Plaintiff should state his claims as simply as possible referring only to the relevant allegations against the named defendants in this case; he also need not use legal terminology or cite any specific statute or case law to state a claim, although the Court will presume that Plaintiff’s claims are brought under 42 U.S.C. § 1983 unless otherwise specified. See Fed. R. Civ. P. 8. Additionally, Plaintiff is not to include any exhibits or attachments. The complaint must be no longer than a total of ten (10) pages. Plaintiff is ORDERED to file an amended complaint within fourteen (14) days from the date shown on this Order if he still wishes to pursue a claim. Plaintiff is cautioned that failure to file the amended complaint on time or failure to follow these instructions will result in dismissal of his complaint. Fed. R Civ. P. 41(b).
5 CONCLUSION For the foregoing reasons, Plaintiff’s Motion for Help in Obtaining Account Statement (ECF No. 4) and Motion for Discovery (ECF No. 7) are each DENIED.

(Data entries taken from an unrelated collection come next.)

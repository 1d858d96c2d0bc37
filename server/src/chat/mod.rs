pub mod events;
pub mod history;
pub mod messages;
pub mod operator;
pub mod presence;
//! Chat message model shared by the registry, the history store and the UI
//! bridge.

use chrono::{DateTime, Local, TimeZone, Utc};
use serde::{Deserialize, Serialize};

use crate::db::models::StoredMessage;

/// Who authored a message.
#[derive(Debug, Clone, Copy, PartialEq, Eq, Serialize, Deserialize)]
#[serde(rename_all = "lowercase")]
pub enum Sender {
    Client,
    Operator,
    System,
}

impl Sender {
    pub fn parse(s: &str) -> Option<Self> {
        match s {
            "client" => Some(Self::Client),
            "operator" => Some(Self::Operator),
            "system" => Some(Self::System),
            _ => None,
        }
    }

    pub fn as_str(&self) -> &'static str {
        match self {
            Self::Client => "client",
            Self::Operator => "operator",
            Self::System => "system",
        }
    }
}

/// Message category. Doubles as the notification and sound category.
#[derive(Debug, Clone, Copy, PartialEq, Eq, Serialize, Deserialize)]
#[serde(rename_all = "lowercase")]
pub enum MessageKind {
    Chat,
    Payment,
    Shutdown,
}

impl MessageKind {
    pub fn parse(s: &str) -> Option<Self> {
        match s {
            "chat" => Some(Self::Chat),
            "payment" => Some(Self::Payment),
            "shutdown" => Some(Self::Shutdown),
            _ => None,
        }
    }

    pub fn as_str(&self) -> &'static str {
        match self {
            Self::Chat => "chat",
            Self::Payment => "payment",
            Self::Shutdown => "shutdown",
        }
    }
}

/// Longest notification summary before it is cut with an ellipsis.
const SUMMARY_MAX_CHARS: usize = 80;

#[derive(Debug, Clone, PartialEq, Serialize)]
#[serde(rename_all = "camelCase")]
pub struct Message {
    pub sender: Sender,
    pub kind: MessageKind,
    /// Free text, or the pre-rendered summary for payments
    pub content: String,
    pub timestamp: DateTime<Local>,
    /// Operator read state; only meaningful for client messages
    pub read: bool,
}

impl Message {
    pub fn client_chat(text: impl Into<String>, at: DateTime<Local>) -> Self {
        Self {
            sender: Sender::Client,
            kind: MessageKind::Chat,
            content: text.into(),
            timestamp: at,
            read: false,
        }
    }

    pub fn payment(sender_name: &str, amount: &str, method: &str, at: DateTime<Local>) -> Self {
        Self {
            sender: Sender::Client,
            kind: MessageKind::Payment,
            content: render_payment(sender_name, amount, method),
            timestamp: at,
            read: false,
        }
    }

    pub fn operator_chat(text: impl Into<String>, at: DateTime<Local>) -> Self {
        Self {
            sender: Sender::Operator,
            kind: MessageKind::Chat,
            content: text.into(),
            timestamp: at,
            read: true,
        }
    }

    /// System record written when the liveness sweep forces a client offline.
    pub fn shutdown_notice(at: DateTime<Local>) -> Self {
        Self {
            sender: Sender::System,
            kind: MessageKind::Shutdown,
            content: format!("Klien Shutdown Paksa di Jam {}", at.format("%H:%M")),
            timestamp: at,
            read: true,
        }
    }

    /// Rebuild a message from its history row. Unknown sender or kind
    /// values (legacy rows) fall back to client chat.
    pub fn from_row(row: &StoredMessage) -> Self {
        let timestamp = Local
            .timestamp_opt(row.timestamp, 0)
            .single()
            .unwrap_or_else(|| DateTime::<Utc>::default().with_timezone(&Local));
        Self {
            sender: Sender::parse(&row.sender).unwrap_or(Sender::Client),
            kind: MessageKind::parse(&row.kind).unwrap_or(MessageKind::Chat),
            content: row.content.clone(),
            timestamp,
            read: row.read,
        }
    }

    /// Short plain-text line for a notification popup.
    pub fn summary(&self) -> String {
        let text = match self.kind {
            MessageKind::Payment => self
                .content
                .replace("<br>", " | ")
                .replace("<strong>", "")
                .replace("</strong>", ""),
            MessageKind::Chat | MessageKind::Shutdown => self.content.clone(),
        };
        if text.chars().count() <= SUMMARY_MAX_CHARS {
            return text;
        }
        let mut cut: String = text.chars().take(SUMMARY_MAX_CHARS).collect();
        cut.push('…');
        cut
    }
}

/// Human-readable payment confirmation as shown in the operator chat.
pub fn render_payment(sender_name: &str, amount: &str, method: &str) -> String {
    format!(
        "<strong>Konfirmasi Pembayaran</strong><br>Nama: {}<br>Jumlah: Rp {}<br>ID: {}",
        sender_name, amount, method
    )
}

Furthermore, the Plaintiff is ORDERED to amend his complaint as directed on the standard 42 U.S.C. § 1983 complaint form within FOURTEEN (14) DAYS of the date of this Order if he wishes to proceed. Plaintiff’s failure to fully and timely comply with this order may result in the dismissal of this action. The Clerk of Court is DIRECTED to forward a copy of this order and a 42 U.S.C.
§ 1983 complaint form to Plaintiff. There shall be no service in this case until further order of the Court. SO ORDERED and DIRECTED, this 17th day of February, 2022.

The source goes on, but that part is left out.